Le projet de loi sur les grosses fortunes établit un impôt sur les grosses fortunes sur tout le territoire de l’Etat Plurinational de Bolivie qui s’appliquera à la fortune accumulée de plus de 30 000 000 de pesos boliviens (un peu plus de 4 000 000 de $) des personnes naturelles. Le projet va à présent être présenté au Sénat également à majorité massiste.
« On donne l’occasion au système fiscal d’être plus progressif. C ela signifie que ceux qui ont le plus doivent apporter plus au pays. Dans d’autres parties du monde, les millionnaires demandent aux autorités fiscales d’augmenter leurs impôts parce qu’ils savent que la société est une question de système et de synergie, » a affirmé le ministre de l’économie Marcelo Montenegro, après le vote du Congrès.
« Nous allons reconstruire le modèle économique qui est un modèle basé sur l’activité de production du pays, » a déclaré Montenegro à des journalistes. « L’économie bolivienne avait été la première de la région en termes de croissance. Un échafaudage économique qu’on est en train d’essayer de reconstruire à partir du virage néo-libéral qu’il y a eu en Bolivie pendant 11 mois, » a déclaré l’avocat et politologue Gabriel Villalba.
Il est clair que pour développer ce modèle qui a été une réussite quand Luis Arce était ministre de l’économie, il faut d’abord s’occuper des priorités. C’est pourquoi le Gouvernement bolivien a commencé à payer il y a quelques jours le « bon contre la faim. » Pendant la campagne, Arce avait promis de payer ce bon de 1000 boliviens (environ 144 $) pour réactiver le demande intérieure. Pour Villalba, cela prouve que « la stratégie électorale du MAS est mise en œuvre, c’est pourquoi le Gouvernement a une fort taux d’approbation dans la population. »
En plus de révéler le désastre économique et social que le régime d’Áñez lui a laissé sur les épaules, le nouveau Gouvernement a dévoilé plusieurs illégalités de la justice. Une avalanche de procédures judiciaires engagées par le Gouvernement de fait contre des dirigeants du MAS ont été rejetées pour absence de fondement. Pendant ce temps, d’autres affaires qui ont été paralysées pendant 11 mois comme celles des massacres de Sacaba et de Senkata commencent à être réactivées peu à peu.

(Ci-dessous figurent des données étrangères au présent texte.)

//! Input validation for roster planning.
//!
//! Checks the structural integrity of a planning request before any
//! scheduling runs. Detects:
//! - Duplicate resource or group names
//! - Empty resource pool or group list
//! - Inverted date ranges
//!
//! All findings are user-correctable input problems, reported together
//! as data — never panics, never partial results.

use chrono::NaiveDate;

use crate::models::{Group, Resource};

/// Validation result.
pub type ValidationResult = Result<(), Vec<ValidationError>>;

/// A validation error.
#[derive(Debug, Clone, PartialEq)]
pub struct ValidationError {
    /// Error category.
    pub kind: ValidationErrorKind,
    /// Human-readable description.
    pub message: String,
}

/// Categories of validation errors.
#[derive(Debug, Clone, PartialEq, Eq)]
pub enum ValidationErrorKind {
    /// Two resources or groups share a name.
    DuplicateName,
    /// No resources to plan with.
    EmptyResourcePool,
    /// No groups to plan for.
    EmptyGroupList,
    /// Range end before range start.
    InvalidDateRange,
}

impl ValidationError {
    fn new(kind: ValidationErrorKind, message: impl Into<String>) -> Self {
        Self {
            kind,
            message: message.into(),
        }
    }
}

/// Validates a planning request.
///
/// Checks:
/// 1. At least one resource and one group
/// 2. No duplicate resource names
/// 3. No duplicate group names
/// 4. `start <= end`
///
/// # Returns
/// `Ok(())` if all checks pass, `Err(errors)` with all detected issues.
pub fn validate_input(
    resources: &[Resource],
    groups: &[Group],
    start: NaiveDate,
    end: NaiveDate,
) -> ValidationResult {
    let mut errors = Vec::new();

    if resources.is_empty() {
        errors.push(ValidationError::new(
            ValidationErrorKind::EmptyResourcePool,
            "No resources available for planning",
        ));
    }
    if groups.is_empty() {
        errors.push(ValidationError::new(
            ValidationErrorKind::EmptyGroupList,
            "No duty groups selected",
        ));
    }

    let mut resource_names = std::collections::HashSet::new();
    for r in resources {
        if !resource_names.insert(r.name.as_str()) {
            errors.push(ValidationError::new(
                ValidationErrorKind::DuplicateName,
                format!("Duplicate resource name: {}", r.name),
            ));
        }
    }

    let mut group_names = std::collections::HashSet::new();
    for g in groups {
        if !group_names.insert(g.name.as_str()) {
            errors.push(ValidationError::new(
                ValidationErrorKind::DuplicateName,
                format!("Duplicate group name: {}", g.name),
            ));
        }
    }

    if end < start {
        errors.push(ValidationError::new(
            ValidationErrorKind::InvalidDateRange,
            format!("Range end {end} is before start {start}"),
        ));
    }

    if errors.is_empty() {
        Ok(())
    } else {
        Err(errors)
    }
}
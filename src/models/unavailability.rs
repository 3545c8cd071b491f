//! Unavailability (vacation/absence) records.
//!
//! One record per (resource, day); ranges are expanded by the store,
//! and a later entry for the same day overwrites the earlier one.

use chrono::NaiveDate;
use serde::{Deserialize, Serialize};

/// Why a resource is unavailable on a given day.
#[derive(Debug, Clone, Copy, PartialEq, Eq, Serialize, Deserialize)]
pub enum UnavailabilityReason {
    /// Planned vacation.
    Vacation,
    /// Sick leave.
    Sick,
    /// Training or course attendance.
    Training,
    /// Any other absence.
    Other,
}

impl UnavailabilityReason {
    /// Display label for conflict messages.
    pub fn label(&self) -> &'static str {
        match self {
            UnavailabilityReason::Vacation => "vacation",
            UnavailabilityReason::Sick => "sick leave",
            UnavailabilityReason::Training => "training",
            UnavailabilityReason::Other => "absence",
        }
    }
}

/// A single-day unavailability entry for one resource.
///
/// Unique per (resource, date); the store enforces upsert semantics.
#[derive(Debug, Clone, PartialEq, Eq, Serialize, Deserialize)]
pub struct UnavailabilityRecord {
    /// Store-assigned identifier.
    pub id: u64,
    /// Resource this record applies to.
    pub resource_name: String,
    /// Calendar day.
    pub date: NaiveDate,
    /// Reason code.
    pub reason: UnavailabilityReason,
    /// Optional free-text note.
    pub note: Option<String>,
}

impl UnavailabilityRecord {
    /// Creates a record. The id is assigned by the store on insert.
    pub fn new(
        resource_name: impl Into<String>,
        date: NaiveDate,
        reason: UnavailabilityReason,
    ) -> Self {
        Self {
            id: 0,
            resource_name: resource_name.into(),
            date,
            reason,
            note: None,
        }
    }

    /// Attaches a note.
    pub fn with_note(mut self, note: impl Into<String>) -> Self {
        self.note = Some(note.into());
        self
    }
}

Pour aller au fond, le ministère de la Justice dirigé par Iván Lima a convoqué un groupe d’experts dans différents domaines du droit pour envisager une réforme de la justice. Lima a affirmé que le changement dans le système judiciaire serait réalisé « contre vents et marrées et contre qui qui puisse s’y opposer » bien qu’il « cherche l’unité. »
Bilan et perspectives
Des analystes boliviens sont d’accord sur les avancées du Gouvernement de Luis Arce à peine 1 mois après son accession au pouvoir. « L’ordre du jour de ce mois de gestion est beaucoup plus social qu’économique parce qu’il y a d’abord le problème de la réforme de la justice et deuxièmement, le bon contre la faim qui a à voir avec la redistribution des ressources, » affirme le politologue Marcelo Arequipa qui souligne un élément nouveau dans ce nouveau processus.

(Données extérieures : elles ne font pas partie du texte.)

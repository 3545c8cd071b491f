//! Duty-roster domain models.
//!
//! Plain value records exchanged between the scheduling core and the
//! host application's import/export adapters. No observable/bound
//! state — mutation happens through explicit operations on [`Roster`].

mod assignment;
mod resource;
mod roster;
mod unavailability;

pub use assignment::{Assignment, DutyType, SlotKey, TimeProfile};
pub use resource::{Group, Resource};
pub use roster::Roster;
pub use unavailability::{UnavailabilityReason, UnavailabilityRecord};
//! Assignment model and duty time profiles.
//!
//! An assignment binds one resource to one (date, group, duty type)
//! slot. Start/end times are derived from the active time profile —
//! they travel with the record for export convenience but are not
//! independently authoritative.

use chrono::NaiveDate;
use serde::{Deserialize, Serialize};

/// Duty classification for a roster slot.
#[derive(Debug, Clone, Copy, PartialEq, Eq, Hash, Serialize, Deserialize)]
pub enum DutyType {
    /// Overnight on-call duty ("Bereitschaft").
    OnCall,
    /// Regular day shift.
    DayShift,
}

impl DutyType {
    /// Default start/end times of day (`HH:mm`) for this duty type.
    pub fn default_times(&self) -> (&'static str, &'static str) {
        match self {
            DutyType::OnCall => ("17:00", "08:00"),
            DutyType::DayShift => ("08:00", "17:00"),
        }
    }
}

/// Configurable start/end times per duty type.
///
/// Defaults to [`DutyType::default_times`]; either bound can be
/// overridden (e.g., on-call starting at 16:00 in winter districts).
#[derive(Debug, Clone, PartialEq, Eq, Serialize, Deserialize)]
pub struct TimeProfile {
    /// On-call duty bounds (`HH:mm`).
    pub on_call: (String, String),
    /// Day-shift bounds (`HH:mm`).
    pub day_shift: (String, String),
}

impl Default for TimeProfile {
    fn default() -> Self {
        let (ocs, oce) = DutyType::OnCall.default_times();
        let (dss, dse) = DutyType::DayShift.default_times();
        Self {
            on_call: (ocs.into(), oce.into()),
            day_shift: (dss.into(), dse.into()),
        }
    }
}

impl TimeProfile {
    /// Overrides the on-call bounds.
    pub fn with_on_call(mut self, start: impl Into<String>, end: impl Into<String>) -> Self {
        self.on_call = (start.into(), end.into());
        self
    }

    /// Overrides the day-shift bounds.
    pub fn with_day_shift(mut self, start: impl Into<String>, end: impl Into<String>) -> Self {
        self.day_shift = (start.into(), end.into());
        self
    }

    /// Start/end times for a duty type under this profile.
    pub fn times_for(&self, duty_type: DutyType) -> (&str, &str) {
        match duty_type {
            DutyType::OnCall => (&self.on_call.0, &self.on_call.1),
            DutyType::DayShift => (&self.day_shift.0, &self.day_shift.1),
        }
    }
}

/// Identifying key of a roster slot: exactly one assignment is expected
/// per (date, group, duty type); more than one is a double-booking.
#[derive(Debug, Clone, PartialEq, Eq, Hash, Serialize, Deserialize)]
pub struct SlotKey {
    /// Calendar day of the slot.
    pub date: NaiveDate,
    /// Group name.
    pub group_name: String,
    /// Duty classification.
    pub duty_type: DutyType,
}

/// A duty assignment: one resource covering one slot.
///
/// Flat, serializable record with no back-references — the shape
/// consumed by the Excel/ICS export adapters.
#[derive(Debug, Clone, PartialEq, Eq, Serialize, Deserialize)]
pub struct Assignment {
    /// Calendar day (no time-of-day ambiguity at this granularity).
    pub date: NaiveDate,
    /// Assigned group name.
    pub group_name: String,
    /// Assigned resource name.
    pub resource_name: String,
    /// Duty classification.
    pub duty_type: DutyType,
    /// Start time of day (`HH:mm`), derived from the time profile.
    pub start_time: String,
    /// End time of day (`HH:mm`), derived from the time profile.
    pub end_time: String,
    /// Derived flag, recomputed by conflict detection. Never user-set.
    pub has_conflict: bool,
}

impl Assignment {
    /// Creates a new assignment with times from the default profile.
    pub fn new(
        date: NaiveDate,
        group_name: impl Into<String>,
        resource_name: impl Into<String>,
        duty_type: DutyType,
    ) -> Self {
        let (start, end) = duty_type.default_times();
        Self {
            date,
            group_name: group_name.into(),
            resource_name: resource_name.into(),
            duty_type,
            start_time: start.into(),
            end_time: end.into(),
            has_conflict: false,
        }
    }

    /// Applies start/end times from a time profile.
    pub fn with_profile(mut self, profile: &TimeProfile) -> Self {
        let (start, end) = profile.times_for(self.duty_type);
        self.start_time = start.into();
        self.end_time = end.into();
        self
    }

    /// The identifying (date, group, duty type) slot key.
    pub fn slot(&self) -> SlotKey {
        SlotKey {
            date: self.date,
            group_name: self.group_name.clone(),
            duty_type: self.duty_type,
        }
    }
}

« Pour la première fois dans l’histoire politique du pays, les fonctions sont divisées. Une chose est de gérer le pouvoir politique et une autre de gérer l’organisation politique, c’est-à-dire le MAS. dans la première fonction, il y a Luis Arce et David Choquehuanca et à la seconde, il y a Evo Morales, » dit Arequipa.
Pour son collègue Gabriel Villalba, le bilan de ce mois est « positif malgré de très nombreux défis. » Villalba a qualifié le nouveau cabinet de cabinet « d’urgence » puisqu’il « joue le rôle d’aplanir le chemin pour le prochain cabinet qui va prendre ses fonctions le 22 janvier. » A cette date, on célèbre en Bolivie le Jour de l’Etat Plurinational lors duquel on nomme le cabinet qui accompagnera le président pendant 1 an. « Peut-être beaucoup des ministres actuels survivront et d’autres non mais ce ne sera pas une crise de cabinet mais une coordination historique, » ajoute Villalba.